For Proband 2, NGS (Connective Tissue Gene Tests) identified only a single mutant allele, which was verified by Sanger sequencing. Genomic DNA from the proband and his family members was used to amplify the region surrounding exon 1 of TMEM38B by PCR. Reactions contained 15 pmol primers (5’UTRs, 5’-TCT CCT ACT CCT CAC CGC-3’; Intron 1as, 5’-CGA CTT AGA CGG TCC TCG-3’) and 1.25 U Amplitaq Gold (Life Technologies). Following an initial 10 minute denaturation at 95°C, reactions were incubated for 40 cycles of 94°C for 30 sec, 54°C for 30 sec and 72°C for 30 sec, followed by 7 min at 72°C. PCR products were then sequenced (Macrogen). The second mutant allele in Family 2 was detected by high-density targeted (HDT) array, which suggested copy number variation (CNV) in the first two exons of TMEM38B for the proband, his sibling and father (Connective Tissue Gene Tests). Based on the molecular findings reported by Rubinato et al [22], heminested primers were designed to amplify the region encompassing a 35 Kb region encompassing exons 1 and 2 of TMEM38B. PCR amplification, using 15 pmol primers (5’BP-S, 5’-GCA GCC TCA ACC TCC TGG GCT CAG ATG ATT-3’; 5’WT-AS, TAG GCC TGG CTG GTG GCT CAT GCC TGT AAT-3’; 3BP-AS, 5’-GCT TTT GAA ACT GAC CCA CCA GGG CTC TCT-3’) and the same conditions described above, generated 216 bp and 339 bp fragments for the mutant and normal alleles, respectively.
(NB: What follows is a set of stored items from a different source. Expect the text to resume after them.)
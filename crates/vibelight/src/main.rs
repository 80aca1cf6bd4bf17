//! Vibelight daemon — syncs a Govee BLE light to the Spotify now-playing
//! artwork color until interrupted.

use std::process::ExitCode;
use std::sync::Arc;
use std::sync::atomic::{AtomicBool, Ordering};

use log::{error, info, warn};
use vibelight_lib::artwork::HttpArtworkFetcher;
use vibelight_lib::ble::BleTransport;
use vibelight_lib::config::Config;
use vibelight_lib::session::LinkSession;
use vibelight_lib::spotify::SpotifyClient;
use vibelight_lib::sync::SyncLoop;

#[tokio::main]
async fn main() -> ExitCode {
    env_logger::Builder::from_env(env_logger::Env::default().default_filter_or("info"))
        .format_timestamp(None)
        .format_target(false)
        .init();

    let config = match Config::from_env() {
        Ok(config) => config,
        Err(e) => {
            error!("configuration error: {e}");
            return ExitCode::FAILURE;
        }
    };

    let spotify = SpotifyClient::new(
        &config.spotify_client_id,
        &config.spotify_client_secret,
        &config.spotify_refresh_token,
    );
    let mut session = LinkSession::new(Arc::new(BleTransport::new()), &config.device_mac);

    info!("connecting to light {}", config.device_mac);
    if !session.ensure_connected().await {
        warn!("light not reachable yet, will keep retrying");
    }

    // Ctrl+C flips the flag; the loop notices on its next iteration and
    // disconnects cleanly.
    let running = Arc::new(AtomicBool::new(true));
    let shutdown = running.clone();
    tokio::spawn(async move {
        if tokio::signal::ctrl_c().await.is_ok() {
            info!("shutdown requested");
            shutdown.store(false, Ordering::SeqCst);
        }
    });

    let mut sync = SyncLoop::new(
        Arc::new(spotify),
        Arc::new(HttpArtworkFetcher::new()),
        session,
        config.fade_duration,
    );
    sync.run(running).await;

    info!("goodbye");
    ExitCode::SUCCESS
}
Proband 3 genomic DNA was amplified using 3% DMSO, 1.0 U High Fidelity Platinum Taq polymerase (Life Technologies), and 15 pmol primers encompassing exon 4 of TMEM38B (INT3-S, 5’-TTG ACA TGC TGG TGA AAG GGA AGA ATT GCA-3’; INT4-AS, 5’-CAG CTA TAT TCC ACC CAC ATT TAA AGT CCC-3’). An initial 5 minute denaturation at 94°C was followed by 35 cycles of 94°C for 1 min, 60°C for 30 sec and 72°C for 1 min, followed by 7 min at 72°C. Amplification products were then sequenced (Macrogen).
Analysis of gene expression
Gene transcript levels were quantitated by real-time RT-PCR following reverse-transcription using a High Capacity cDNA Archive Kit and Taqman Assays on Demand (Life Technologies, TMEM38A, Hs00225325_m1; TMEM38B, Hs00216531_m1; COL1A1, Hs00164004_m1; FKBP10, Hs01000263_m1; PLOD1, Hs00609368_m1; PLOD2, Hs01118190_m1; PLOD3, Hs01126617_m1; P4HB/PDI, Hs00168586_m1; HSPA5, Hs99999174_m1; PPIB, Hs00168719_m1; ATP2A/SERCA2, Hs00544877_m1; ITPR1, Hs00181881_m1; RYR1, Hs00166991_m1; GAPDH, Hs99999905_m1; ACTB, Hs99999903_m1; B2M, Hs99999907_m1). Relative expression of genes of interest was measured in triplicate in 3 independent cultures against 3 reference genes (ACTB, B2M and GAPDH). To validate gene expression levels in normal control fibroblast cell lines, transcript levels were determined independently for each control cell line and compared to cDNA derived from pooled RNA samples (S8 Fig). Gene expression in proband fibroblasts was then quantified relative to pooled normal control fibroblast values. Gene transcripts in proband osteoblasts are expressed relative to a single normal control primary osteoblast cell line.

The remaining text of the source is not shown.